The cell consists of a four-member research committee each from the four departments.

===Innovation and Entrepreneurship Development Centre===

The Innovation and Entrepreneurship Development Centre, nurtured by KSUM is set up within the campus serving as a catalyst for entrepreneurship at the institute by supporting and incubating entrepreneurial ideas.

===Developer students clubs===

Developer student clubs are university based community groups for students interested in Google developer technologies. The club organize seminars, study jams, workshops and quizzes throughout the year.

===Free and Open Source Software Cell===

The cell's activities are bound in participation with the members of the institutions and ICFOSS. These deeds of the Cell aim in promoting FOSS activities through a group of interested students and teachers of the institution, on a voluntary basis.
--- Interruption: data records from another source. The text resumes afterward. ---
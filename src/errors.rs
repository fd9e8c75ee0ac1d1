use thiserror::Error;

/// Broad category of a [`CpxError`], used by callers to decide whether a
/// variant is skipped or the failure is treated as a defect.
#[derive(Debug, Clone, Copy, PartialEq, Eq)]
pub enum ErrorKind {
    /// Caller or input data defect.
    Precondition,
    /// Expected rejection of an individual variant.
    DataQuality,
    /// Defect in the window sizing arithmetic.
    Postcondition,
    /// Failure of the reference sequence provider.
    Provider,
}

#[derive(Error, Debug, Clone, PartialEq)]
pub enum CpxError {
    #[error("variant span {span} must be non-negative and shorter than the window size {window}")]
    SpanTooLong { span: i64, window: usize },
    #[error("unsupported CPX_TYPE '{value}'")]
    UnsupportedCpxType { value: String },
    #[error("malformed CPX_INTERVALS token '{token}': {msg}")]
    MalformedIntervals { token: String, msg: String },
    #[error("CPX_INTERVALS has no occurrence {occurrence} of {label}_{chrom}")]
    MissingInterval {
        label: String,
        chrom: String,
        occurrence: usize,
    },
    #[error("chromosome {chrom} has no length or centromere entry")]
    UnknownChromosome { chrom: String },
    #[error("invalid variant record: {msg}")]
    InvalidRecord { msg: String },
    #[error("N composition {fraction:.4} of the REF window exceeds {max:.4}")]
    AmbiguousBases { fraction: f64, max: f64 },
    #[error("variant core of length {core_len} does not fit in window size {window}")]
    CoreTooLong { core_len: usize, window: usize },
    #[error("{what} [{start}, {end}) falls outside {chrom} (length {chrom_len})")]
    OutOfBounds {
        what: &'static str,
        chrom: String,
        start: i64,
        end: i64,
        chrom_len: i64,
    },
    #[error("{what} has length {actual}, expected {expected}")]
    LengthMismatch {
        what: &'static str,
        expected: usize,
        actual: usize,
    },
    #[error("sequence fetch failed: {0}")]
    Provider(String),
}

impl CpxError {
    pub fn kind(&self) -> ErrorKind {
        match self {
            CpxError::SpanTooLong { .. }
            | CpxError::UnsupportedCpxType { .. }
            | CpxError::MalformedIntervals { .. }
            | CpxError::MissingInterval { .. }
            | CpxError::UnknownChromosome { .. }
            | CpxError::InvalidRecord { .. } => ErrorKind::Precondition,
            CpxError::AmbiguousBases { .. } => ErrorKind::DataQuality,
            CpxError::CoreTooLong { .. }
            | CpxError::OutOfBounds { .. }
            | CpxError::LengthMismatch { .. } => ErrorKind::Postcondition,
            CpxError::Provider(_) => ErrorKind::Provider,
        }
    }
}

pub(crate) fn malformed(token: &str, msg: &str) -> CpxError {
    CpxError::MalformedIntervals {
        token: token.to_owned(),
        msg: msg.to_owned(),
    }
}
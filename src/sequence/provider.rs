use std::collections::HashSet;
use std::fs;

/// Source of reference bases over 0-based half-open coordinates.
///
/// An empty range (`start >= end`) yields an empty sequence. Implementations
/// are shared read-only across worker threads.
pub trait SequenceProvider: Sync {
    fn fetch_sequence(&self, seq_name: &str, start: usize, end: usize) -> Result<Vec<u8>, String>;
}

pub fn collect_sequence_paths(
    mut files: Vec<String>,
    sequence_list: Option<String>,
) -> Result<Vec<String>, String> {
    if let Some(list_path) = sequence_list {
        let contents = fs::read_to_string(&list_path)
            .map_err(|e| format!("Failed to read --fasta-list '{list_path}': {e}"))?;
        for line in contents.lines() {
            let entry = line.trim();
            if entry.is_empty() || entry.starts_with('#') {
                continue;
            }
            files.push(entry.to_string());
        }
    }

    let mut seen = HashSet::new();
    files.retain(|path| seen.insert(path.clone()));
    Ok(files)
}

/// In-memory genome for unit tests. Unknown bases past the end of a
/// chromosome are served as `N`.
#[cfg(test)]
#[derive(Debug, Default)]
pub(crate) struct TestGenome {
    chroms: std::collections::HashMap<String, Vec<u8>>,
}

#[cfg(test)]
impl TestGenome {
    pub(crate) fn with_chrom(mut self, name: &str, seq: Vec<u8>) -> Self {
        self.chroms.insert(name.to_string(), seq);
        self
    }

    /// Deterministic non-repetitive-enough sequence of the given length.
    pub(crate) fn pattern(len: usize) -> Vec<u8> {
        const BASES: &[u8; 4] = b"ACGT";
        (0..len)
            .map(|i| BASES[(i * 7 + i / 5 + i / 31) % 4])
            .collect()
    }
}

#[cfg(test)]
impl SequenceProvider for TestGenome {
    fn fetch_sequence(&self, seq_name: &str, start: usize, end: usize) -> Result<Vec<u8>, String> {
        if start >= end {
            return Ok(Vec::new());
        }
        let chrom = self
            .chroms
            .get(seq_name)
            .ok_or_else(|| format!("Sequence '{seq_name}' not found"))?;
        Ok((start..end)
            .map(|i| chrom.get(i).copied().unwrap_or(b'N'))
            .collect())
    }
}
use flate2::read::MultiGzDecoder;
use std::fs::File;
use std::io::{self, BufRead, BufReader};

/// Open a text input for reading: `-` is standard input, `.gz`/`.bgz` files
/// are decompressed transparently.
pub fn open_reader(path: &str) -> io::Result<Box<dyn BufRead>> {
    if path == "-" {
        Ok(Box::new(BufReader::new(io::stdin())))
    } else if path.ends_with(".gz") || path.ends_with(".bgz") {
        let file = File::open(path)?;
        let decoder = MultiGzDecoder::new(file);
        Ok(Box::new(BufReader::new(decoder)))
    } else {
        let file = File::open(path)?;
        Ok(Box::new(BufReader::new(file)))
    }
}

#[cfg(test)]
mod tests {
    use super::*;
    use flate2::write::GzEncoder;
    use flate2::Compression;
    use std::io::Write;

    #[test]
    fn reads_plain_and_gzip() {
        let dir = tempfile::tempdir().unwrap();

        let plain = dir.path().join("table.tsv");
        std::fs::write(&plain, "a\nb\n").unwrap();
        let lines: Vec<String> = open_reader(plain.to_str().unwrap())
            .unwrap()
            .lines()
            .collect::<io::Result<_>>()
            .unwrap();
        assert_eq!(lines, vec!["a", "b"]);

        let gz = dir.path().join("table.tsv.gz");
        let mut encoder = GzEncoder::new(File::create(&gz).unwrap(), Compression::default());
        encoder.write_all(b"c\nd\n").unwrap();
        encoder.finish().unwrap();
        let lines: Vec<String> = open_reader(gz.to_str().unwrap())
            .unwrap()
            .lines()
            .collect::<io::Result<_>>()
            .unwrap();
        assert_eq!(lines, vec!["c", "d"]);
    }

    #[test]
    fn missing_file_is_an_error() {
        assert!(open_reader("/nonexistent/table.tsv").is_err());
    }
}
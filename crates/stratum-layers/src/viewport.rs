#![forbid(unsafe_code)]

//! Viewport transformation layer.
//!
//! [`ViewportLayer`] exposes the window of the underlying layer that fits
//! a pixel client area, starting at an origin position per axis. Local
//! position `p` is underlying position `origin + p`; anything scrolled out
//! of view is simply not representable in the viewport frame, so commands
//! targeting it fail conversion and are dropped, and events about it are
//! filtered on the way up.
//!
//! A partially visible last column/row counts as visible.

use std::any::{Any, TypeId};
use std::cell::RefCell;
use std::rc::Rc;

use crate::command::LayerCommand;
use crate::coordinate::LayerId;
use crate::event::{LayerEvent, VisualRefreshEvent};
use crate::layer::{Layer, LayerBase, LayerCommandHandler, LayerListener};

/// Scroll window over one underlying layer.
pub struct ViewportLayer<L: Layer> {
    base: LayerBase,
    underlying: L,
    client_width: u64,
    client_height: u64,
    origin_column: usize,
    origin_row: usize,
}

impl<L: Layer> ViewportLayer<L> {
    /// A viewport showing everything (unbounded client area).
    pub fn new(underlying: L) -> Self {
        Self::with_client_area(underlying, u64::MAX, u64::MAX)
    }

    pub fn with_client_area(underlying: L, client_width: u64, client_height: u64) -> Self {
        Self {
            base: LayerBase::new(),
            underlying,
            client_width,
            client_height,
            origin_column: 0,
            origin_row: 0,
        }
    }

    pub fn underlying(&self) -> &L {
        &self.underlying
    }

    /// Resize the pixel client area.
    pub fn set_client_area(&mut self, width: u64, height: u64) {
        self.client_width = width;
        self.client_height = height;
        let event = VisualRefreshEvent::new(self.base.id());
        self.base.fire(Box::new(event));
    }

    pub fn origin_column_position(&self) -> usize {
        self.origin_column
    }

    pub fn origin_row_position(&self) -> usize {
        self.origin_row
    }

    /// Scroll so the underlying column `position` becomes local position 0.
    ///
    /// Clamped to the underlying column count.
    pub fn set_origin_column_position(&mut self, position: usize) {
        self.origin_column = position.min(self.underlying.column_count());
        let event = VisualRefreshEvent::new(self.base.id());
        self.base.fire(Box::new(event));
    }

    /// Scroll so the underlying row `position` becomes local position 0.
    pub fn set_origin_row_position(&mut self, position: usize) {
        self.origin_row = position.min(self.underlying.row_count());
        let event = VisualRefreshEvent::new(self.base.id());
        self.base.fire(Box::new(event));
    }

    fn visible_column_count(&self) -> usize {
        let total = self.underlying.column_count();
        if self.origin_column >= total {
            return 0;
        }
        let Some(base_x) = self.underlying.start_x_of_column_position(self.origin_column) else {
            return 0;
        };
        let mut count = 0;
        for position in self.origin_column..total {
            match self.underlying.start_x_of_column_position(position) {
                Some(x) if x.saturating_sub(base_x) < self.client_width => count += 1,
                _ => break,
            }
        }
        count
    }

    fn visible_row_count(&self) -> usize {
        let total = self.underlying.row_count();
        if self.origin_row >= total {
            return 0;
        }
        let Some(base_y) = self.underlying.start_y_of_row_position(self.origin_row) else {
            return 0;
        };
        let mut count = 0;
        for position in self.origin_row..total {
            match self.underlying.start_y_of_row_position(position) {
                Some(y) if y.saturating_sub(base_y) < self.client_height => count += 1,
                _ => break,
            }
        }
        count
    }

    fn pull_underlying_events(&mut self) {
        let events = self.underlying.drain_events();
        for mut event in events {
            if event.convert_to_local(&*self) {
                self.base.fire(event);
            } else {
                tracing::trace!("event outside the viewport; dropped");
            }
        }
    }
}

impl<L: Layer> Layer for ViewportLayer<L> {
    fn id(&self) -> LayerId {
        self.base.id()
    }

    fn column_count(&self) -> usize {
        self.visible_column_count()
    }

    fn row_count(&self) -> usize {
        self.visible_row_count()
    }

    fn column_index_by_position(&self, position: usize) -> Option<usize> {
        if position >= self.visible_column_count() {
            return None;
        }
        self.underlying
            .column_index_by_position(self.origin_column + position)
    }

    fn column_position_by_index(&self, index: usize) -> Option<usize> {
        let underlying_position = self.underlying.column_position_by_index(index)?;
        self.underlying_to_local_column_position(underlying_position)
    }

    fn row_index_by_position(&self, position: usize) -> Option<usize> {
        if position >= self.visible_row_count() {
            return None;
        }
        self.underlying.row_index_by_position(self.origin_row + position)
    }

    fn row_position_by_index(&self, index: usize) -> Option<usize> {
        let underlying_position = self.underlying.row_position_by_index(index)?;
        self.underlying_to_local_row_position(underlying_position)
    }

    fn local_to_underlying_column_position(&self, position: usize) -> Option<usize> {
        (position < self.visible_column_count()).then(|| self.origin_column + position)
    }

    fn underlying_to_local_column_position(&self, underlying_position: usize) -> Option<usize> {
        if underlying_position < self.origin_column {
            return None;
        }
        let local = underlying_position - self.origin_column;
        (local < self.visible_column_count()).then_some(local)
    }

    fn local_to_underlying_row_position(&self, position: usize) -> Option<usize> {
        (position < self.visible_row_count()).then(|| self.origin_row + position)
    }

    fn underlying_to_local_row_position(&self, underlying_position: usize) -> Option<usize> {
        if underlying_position < self.origin_row {
            return None;
        }
        let local = underlying_position - self.origin_row;
        (local < self.visible_row_count()).then_some(local)
    }

    fn underlying_layer_by_position(
        &self,
        _column_position: usize,
        _row_position: usize,
    ) -> Option<&dyn Layer> {
        Some(&self.underlying)
    }

    fn column_width_by_position(&self, position: usize) -> Option<u32> {
        let underlying_position = self.local_to_underlying_column_position(position)?;
        self.underlying.column_width_by_position(underlying_position)
    }

    fn row_height_by_position(&self, position: usize) -> Option<u32> {
        let underlying_position = self.local_to_underlying_row_position(position)?;
        self.underlying.row_height_by_position(underlying_position)
    }

    fn start_x_of_column_position(&self, position: usize) -> Option<u64> {
        if position > self.visible_column_count() {
            return None;
        }
        let base = self.underlying.start_x_of_column_position(self.origin_column)?;
        let x = self
            .underlying
            .start_x_of_column_position(self.origin_column + position)?;
        Some(x.saturating_sub(base))
    }

    fn start_y_of_row_position(&self, position: usize) -> Option<u64> {
        if position > self.visible_row_count() {
            return None;
        }
        let base = self.underlying.start_y_of_row_position(self.origin_row)?;
        let y = self
            .underlying
            .start_y_of_row_position(self.origin_row + position)?;
        Some(y.saturating_sub(base))
    }

    fn do_command(&mut self, command: &mut dyn LayerCommand) -> bool {
        if let Some(handler) = self.base.handler_for(command.as_any().type_id())
            && handler.handle(self, command)
        {
            return true;
        }
        if !command.convert_to_target_layer(&*self, &self.underlying) {
            tracing::debug!("command conversion failed at viewport boundary; dropped");
            return false;
        }
        let handled = self.underlying.do_command(command);
        self.pull_underlying_events();
        handled
    }

    fn register_command_handler(&mut self, handler: Rc<dyn LayerCommandHandler>) {
        self.base.register_handler(handler);
    }

    fn unregister_command_handler(&mut self, command_type: TypeId) {
        self.base.unregister_handler(command_type);
    }

    fn add_layer_listener(&mut self, listener: Rc<RefCell<dyn LayerListener>>) {
        self.base.add_listener(listener);
    }

    fn fire_layer_event(&mut self, event: Box<dyn LayerEvent>) {
        self.base.fire(event);
    }

    fn drain_events(&mut self) -> Vec<Box<dyn LayerEvent>> {
        self.base.drain()
    }

    fn as_any(&self) -> &dyn Any {
        self
    }

    fn as_any_mut(&mut self) -> &mut dyn Any {
        self
    }
}

impl<L: Layer> std::fmt::Debug for ViewportLayer<L> {
    fn fmt(&self, f: &mut std::fmt::Formatter<'_>) -> std::fmt::Result {
        f.debug_struct("ViewportLayer")
            .field("id", &self.base.id())
            .field("origin_column", &self.origin_column)
            .field("origin_row", &self.origin_row)
            .field("client", &(self.client_width, self.client_height))
            .finish()
    }
}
===Career Guidance and Placement Cell===

The Career Guidance and Placement Cell of the college is responsible for placement drives at the campus. The Cell includes the Coordinator and the committee members of each department. The major recruiters includes the likes of TCS, Infosys, UST Global, Wipro, IBM, Speridian and CTS.

==Kerala university toppers from UCEK==

- First Rank in 2004 (B.Tech Computer Science & Engineering ) – Mr. Vineeth R Pillai.
- First Rank in 2005 (B.Tech Computer Science & Engineering ) – Ms. Deebu.
- Second Rank in 2005 (B.Tech Computer Science & Engineering ) – Mr. Hari Sankar.
- First Rank in 2007 (B.Tech Computer Science & Engineering )-Ms. Divya.
- First Rank in 2008 (B.Tech Computer Science & Engineering )-Mr. Sarthak Gupta.
- Second Rank in 2013 (B.Tech Computer Science & Engineering )-Ms. Aswathy.
- First Rank in 2015(B.Tech Information Technology ) – Mr. Karthik R.
- Eighth Rank in 2015(B.Tech Electronics & Communication) – Mr. Aneesh A S.
- First Rank in 2020(B.Tech Information Technology ) – Mr. Anandakrishnan.

== College events ==
There are two main college fests that are conducted in UCEK. The Winter semester hosts the Snigdha Festivals and/or Renvnza.

Renvenza is an annual techno-cultural fest hosted by the students union as a part of the college event.

The Cultural Ace Fest is hosted throughout Summer semester.

In June 2024, the UCEK's Students Union announced that Bollywood actor Sunny Leone would be headling their "Renvnza" event. The announcement got widespread publicity, but shortly thereafter, the Vice-Chancellor of University of Kerala denied permission for Leone's appearance as headliner in the program.